# Build and customize options

This guide provides build from source and specific customization options provided when building
or deploying the microservice.

## Manually setup environment variables

The following environment variables are required for setting up the service. It is recommended
to use the `run.sh` runner script to setup the variables. Refer to this section only if any
of the variables need to be changed.

### Project name

- **PROJECT_NAME:** Helps provide a common docker compose project name and create a common
container prefix for all services involved.

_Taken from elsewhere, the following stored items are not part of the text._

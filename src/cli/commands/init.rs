//! Init command implementation
//!
//! This module implements the `init` command for generating a sample
//! configuration file.

use clap::Args;
use std::fs;
use std::path::Path;

/// Arguments for the init command
#[derive(Args, Debug)]
pub struct InitArgs {
    /// Path where to create the configuration file
    #[arg(short, long, default_value = "entropy-export.toml")]
    pub output: String,

    /// Overwrite existing file
    #[arg(long)]
    pub force: bool,
}

impl InitArgs {
    /// Execute the init command
    pub async fn execute(&self) -> anyhow::Result<i32> {
        tracing::info!(output = %self.output, "Initializing configuration file");

        if Path::new(&self.output).exists() && !self.force {
            println!("Configuration file already exists: {}", self.output);
            println!("   Use --force to overwrite");
            return Ok(2); // Configuration error exit code
        }

        match fs::write(&self.output, sample_config()) {
            Ok(_) => {
                println!("Configuration file created: {}", self.output);
                println!();
                println!("Next steps:");
                println!("  1. Set ENTROPY_ORACLE_RPC_URL in your environment or a .env file");
                println!("  2. Validate configuration: entropy-export validate-config");
                println!(
                    "  3. Run export: START_AT=1 HOW_MANY=1000 entropy-export export"
                );
                println!();
                Ok(0)
            }
            Err(e) => {
                println!("Failed to write configuration file");
                println!("   Error: {e}");
                Ok(5) // Fatal error exit code
            }
        }
    }
}

/// Sample configuration with every setting at its default
pub fn sample_config() -> &'static str {
    r#"# entropy-export configuration

[application]
log_level = "info"  # trace | debug | info | warn | error

[oracle]
# JSON-RPC endpoint, required by `export` only. Provider URLs usually embed
# an API key, so prefer ENTROPY_ORACLE_RPC_URL in the environment or .env
# rpc_url = "https://eth-mainnet.example.io/v2/<api-key>"
contract_address = "0xBBCD0c8DBdC112dd29af8c57Ee8740bD9feE084B"
function_signature = "collectedEntropy(uint256)"
block_tag = "latest"
timeout_seconds = 60
tls_verify = true

[export]
output_dir = "./script-outputs"
# {start_at} and {how_many} are replaced with the requested range
file_name_template = "OnlyRaw-{start_at}-{how_many}.txt"

# 8 bytes per value, 32-byte words, 110 words per VRF request: 440 values per batch
entropy_bytes_per_value = 8
bytes_per_word = 32
words_per_request = 110

[logging]
local_enabled = false
local_path = "./logs"
local_rotation = "daily"  # daily | hourly
"#
}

### Minio related variables

- **MINIO_HOST:** Host name for Minio Server. This is used to communicate with Minio Server
by Data Store service inside container.
- **MINIO_API_PORT:** Port on which Minio Server's API service runs inside container.
- **MINIO_API_HOST_PORT**: Port on which we want to access Minio server's API service outside
container i.e. on host.
- **MINIO_CONSOLE_PORT:** Port on which we want MINIO UI Console to run inside container.
- **MINIO_CONSOLE_HOST_PORT:** Port on which we want to access MINIO UI Console on host machine.
- **MINIO_MOUNT_PATH:** Mount point for Minio server objects storage on host machine. This
helps persist objects stored on Minio server.
- **MINIO_ROOT_USER:** Username for MINIO Server. This is required while accessing Minio UI
Console. This needs to be overridden by setting `MINIO_PASSWD` variable on shell, if not using
the default value.
- **MINIO_ROOT_PASSWORD:** Password for MINIO Server. This is required while accessing Minio
UI Console. This needs to be overridden by setting `MINIO_USER` variable on shell, if not
using the default value.

### Embedding service related variables

Currently, TEI is used to host the embedding model. The following variables are required as a
result.

- **TEI_HOST:** Host IP address or service name for TEI Embedding service to help other
services connect to it.
- **TEI_HOST_PORT:** Port on host machine where we want to access TEI embedding Service
outside container.
- **EMBEDDING_ENDPOINT_URL:** TEI Embedding service API endpoint URL where it serves the model.
This endpoint is used by other services to get results from embedding model server.
- **TEI_EMBEDDING_MODEL_NAME:** This provides the name model served by TEI embedding service.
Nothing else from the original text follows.